== Activity ==
Word for word, transcribe all the entries shown below.
[Start of section]
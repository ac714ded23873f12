//! IPv4 address allocation for guest VMs.

use std::collections::HashSet;
use std::net::Ipv4Addr;
use std::sync::Mutex;

use anyhow::{bail, Result};
use ipnetwork::Ipv4Network;

/// Hands out guest addresses from the VM CIDR.
///
/// The network address, the broadcast address, and the gateway (first host,
/// assigned to the bridge) are never allocatable. Allocation is
/// deterministic: the lowest free address wins.
pub struct IpPool {
    network: Ipv4Network,
    gateway: Ipv4Addr,
    available: Vec<Ipv4Addr>,
    allocated: Mutex<HashSet<Ipv4Addr>>,
}

impl IpPool {
    pub fn new(network: Ipv4Network) -> Result<Self> {
        let size = network.size();
        let Some(gateway) = network.nth(1) else {
            bail!("no allocatable addresses in network {network}");
        };

        // Skip index 0 (network), 1 (gateway), and size-1 (broadcast).
        let available: Vec<Ipv4Addr> = (2..size.saturating_sub(1))
            .filter_map(|i| network.nth(i))
            .collect();
        if available.is_empty() {
            bail!("no allocatable addresses in network {network}");
        }

        Ok(Self {
            network,
            gateway,
            available,
            allocated: Mutex::new(HashSet::new()),
        })
    }

    /// Allocate the lowest free address, or fail when the pool is exhausted.
    pub fn allocate(&self) -> Result<Ipv4Addr> {
        let mut allocated = self.allocated.lock().expect("ip pool lock poisoned");
        for ip in &self.available {
            if !allocated.contains(ip) {
                allocated.insert(*ip);
                return Ok(*ip);
            }
        }
        bail!("no available IP addresses in network {}", self.network)
    }

    /// Return an address to the pool. Releasing an address that was never
    /// allocated is a no-op.
    pub fn release(&self, ip: Ipv4Addr) {
        self.allocated
            .lock()
            .expect("ip pool lock poisoned")
            .remove(&ip);
    }

    pub fn is_allocated(&self, ip: Ipv4Addr) -> bool {
        self.allocated
            .lock()
            .expect("ip pool lock poisoned")
            .contains(&ip)
    }

    /// Number of currently free addresses.
    pub fn available(&self) -> usize {
        let allocated = self.allocated.lock().expect("ip pool lock poisoned");
        self.available.len() - allocated.len()
    }

    /// Gateway address: the first host of the network, assigned to the bridge.
    pub fn gateway(&self) -> Ipv4Addr {
        self.gateway
    }

    pub fn netmask(&self) -> Ipv4Addr {
        self.network.mask()
    }

    pub fn network(&self) -> Ipv4Network {
        self.network
    }
}

#[cfg(test)]
mod tests {
    use super::*;

    fn pool(cidr: &str) -> IpPool {
        IpPool::new(cidr.parse().unwrap()).unwrap()
    }

    #[test]
    fn test_available_counts() {
        // 254 hosts minus the gateway.
        assert_eq!(pool("192.168.100.0/24").available(), 253);
        // /28: 14 hosts minus the gateway.
        assert_eq!(pool("192.168.100.0/28").available(), 13);
        // /30: 2 hosts minus the gateway.
        assert_eq!(pool("192.168.100.0/30").available(), 1);
    }

    #[test]
    fn test_rejects_networks_without_hosts() {
        assert!(IpPool::new("192.168.100.0/31".parse().unwrap()).is_err());
        assert!(IpPool::new("192.168.100.1/32".parse().unwrap()).is_err());
    }

    #[test]
    fn test_gateway_and_netmask() {
        let p = pool("192.168.100.0/24");
        assert_eq!(p.gateway(), "192.168.100.1".parse::<Ipv4Addr>().unwrap());
        assert_eq!(p.netmask(), "255.255.255.0".parse::<Ipv4Addr>().unwrap());
    }

    #[test]
    fn test_allocates_lowest_free_first() {
        let p = pool("192.168.100.0/24");
        assert_eq!(p.allocate().unwrap().to_string(), "192.168.100.2");
        assert_eq!(p.allocate().unwrap().to_string(), "192.168.100.3");
    }

    #[test]
    fn test_allocate_release_roundtrip() {
        let p = pool("192.168.100.0/28");
        let total = p.available();
        let ip = p.allocate().unwrap();
        assert!(p.is_allocated(ip));
        assert_eq!(p.available(), total - 1);

        p.release(ip);
        assert!(!p.is_allocated(ip));
        assert_eq!(p.available(), total);

        // The released address is immediately reusable.
        assert_eq!(p.allocate().unwrap(), ip);
    }

    #[test]
    fn test_release_of_unallocated_is_noop() {
        let p = pool("192.168.100.0/28");
        let total = p.available();
        p.release("192.168.100.9".parse().unwrap());
        assert_eq!(p.available(), total);
    }

    #[test]
    fn test_exhaustion() {
        let p = pool("192.168.100.0/29");
        // 6 hosts minus the gateway.
        assert_eq!(p.available(), 5);

        let mut ips = Vec::new();
        for _ in 0..5 {
            ips.push(p.allocate().unwrap());
        }
        assert!(p.allocate().is_err());

        p.release(ips[2]);
        assert_eq!(p.allocate().unwrap(), ips[2]);
    }

    #[test]
    fn test_allocated_plus_available_is_total() {
        let p = pool("192.168.100.0/28");
        let total = p.available();
        let a = p.allocate().unwrap();
        let _b = p.allocate().unwrap();
        assert_eq!(p.available() + 2, total);
        p.release(a);
        assert_eq!(p.available() + 1, total);
    }
}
[End of section]
== Result of this exercise ==
repository ac714ded23873f12
//! IPv4 address allocation for guest VMs.

use std::collections::HashSet;
use std::net::Ipv4Addr;
use std::sync::Mutex;

use anyhow::{bail, Result};
use ipnetwork::Ipv4Network;

/// Hands out guest addresses from the VM CIDR.
///
/// The network address, the broadcast address, and the gateway (first host,
/// assigned to the bridge) are never allocatable. Allocation is
/// deterministic: the lowest free address wins.
pub struct IpPool {
    network: Ipv4Network,
    gateway: Ipv4Addr,
    available: Vec<Ipv4Addr>,
    allocated: Mutex<HashSet<Ipv4Addr>>,
}

impl IpPool {
    pub fn new(network: Ipv4Network) -> Result<Self> {
        let size = network.size();
        let Some(gateway) = network.nth(1) else {
            bail!("no allocatable addresses in network {network}");
        };

        // Skip index 0 (network), 1 (gateway), and size-1 (broadcast).
        let available: Vec<Ipv4Addr> = (2..size.saturating_sub(1))
            .filter_map(|i| network.nth(i))
            .collect();
        if available.is_empty() {
            bail!("no allocatable addresses in network {network}");
        }

        Ok(Self {
            network,
            gateway,
            available,
            allocated: Mutex::new(HashSet::new()),
        })
    }

    /// Allocate the lowest free address, or fail when the pool is exhausted.
    pub fn allocate(&self) -> Result<Ipv4Addr> {
        let mut allocated = self.allocated.lock().expect("ip pool lock poisoned");
        for ip in &self.available {
            if !allocated.contains(ip) {
                allocated.insert(*ip);
                return Ok(*ip);
            }
        }
        bail!("no available IP addresses in network {}", self.network)
    }

    /// Return an address to the pool. Releasing an address that was never
    /// allocated is a no-op.
    pub fn release(&self, ip: Ipv4Addr) {
        self.allocated
            .lock()
            .expect("ip pool lock poisoned")
            .remove(&ip);
    }

    pub fn is_allocated(&self, ip: Ipv4Addr) -> bool {
        self.allocated
            .lock()
            .expect("ip pool lock poisoned")
            .contains(&ip)
    }

    /// Number of currently free addresses.
    pub fn available(&self) -> usize {
        let allocated = self.allocated.lock().expect("ip pool lock poisoned");
        self.available.len() - allocated.len()
    }

    /// Gateway address: the first host of the network, assigned to the bridge.
    pub fn gateway(&self) -> Ipv4Addr {
        self.gateway
    }

    pub fn netmask(&self) -> Ipv4Addr {
        self.network.mask()
    }

    pub fn network(&self) -> Ipv4Network {
        self.network
    }
}

#[cfg(test)]
mod tests {
    use super::*;

    fn pool(cidr: &str) -> IpPool {
        IpPool::new(cidr.parse().unwrap()).unwrap()
    }

    #[test]
    fn test_available_counts() {
        // 254 hosts minus the gateway.
        assert_eq!(pool("192.168.100.0/24").available(), 253);
        // /28: 14 hosts minus the gateway.
        assert_eq!(pool("192.168.100.0/28").available(), 13);
        // /30: 2 hosts minus the gateway.
        assert_eq!(pool("192.168.100.0/30").available(), 1);
    }

    #[test]
    fn test_rejects_networks_without_hosts() {
        assert!(IpPool::new("192.168.100.0/31".parse().unwrap()).is_err());
        assert!(IpPool::new("192.168.100.1/32".parse().unwrap()).is_err());
    }

    #[test]
    fn test_gateway_and_netmask() {
        let p = pool("192.168.100.0/24");
        assert_eq!(p.gateway(), "192.168.100.1".parse::<Ipv4Addr>().unwrap());
        assert_eq!(p.netmask(), "255.255.255.0".parse::<Ipv4Addr>().unwrap());
    }

    #[test]
    fn test_allocates_lowest_free_first() {
        let p = pool("192.168.100.0/24");
        assert_eq!(p.allocate().unwrap().to_string(), "192.168.100.2");
        assert_eq!(p.allocate().unwrap().to_string(), "192.168.100.3");
    }

    #[test]
    fn test_allocate_release_roundtrip() {
        let p = pool("192.168.100.0/28");
        let total = p.available();
        let ip = p.allocate().unwrap();
        assert!(p.is_allocated(ip));
        assert_eq!(p.available(), total - 1);

        p.release(ip);
        assert!(!p.is_allocated(ip));
        assert_eq!(p.available(), total);

        // The released address is immediately reusable.
        assert_eq!(p.allocate().unwrap(), ip);
    }

    #[test]
    fn test_release_of_unallocated_is_noop() {
        let p = pool("192.168.100.0/28");
        let total = p.available();
        p.release("192.168.100.9".parse().unwrap());
        assert_eq!(p.available(), total);
    }

    #[test]
    fn test_exhaustion() {
        let p = pool("192.168.100.0/29");
        // 6 hosts minus the gateway.
        assert_eq!(p.available(), 5);

        let mut ips = Vec::new();
        for _ in 0..5 {
            ips.push(p.allocate().unwrap());
        }
        assert!(p.allocate().is_err());

        p.release(ips[2]);
        assert_eq!(p.allocate().unwrap(), ips[2]);
    }

    #[test]
    fn test_allocated_plus_available_is_total() {
        let p = pool("192.168.100.0/28");
        let total = p.available();
        let a = p.allocate().unwrap();
        let _b = p.allocate().unwrap();
        assert_eq!(p.available() + 2, total);
        p.release(a);
        assert_eq!(p.available() + 1, total);
    }
}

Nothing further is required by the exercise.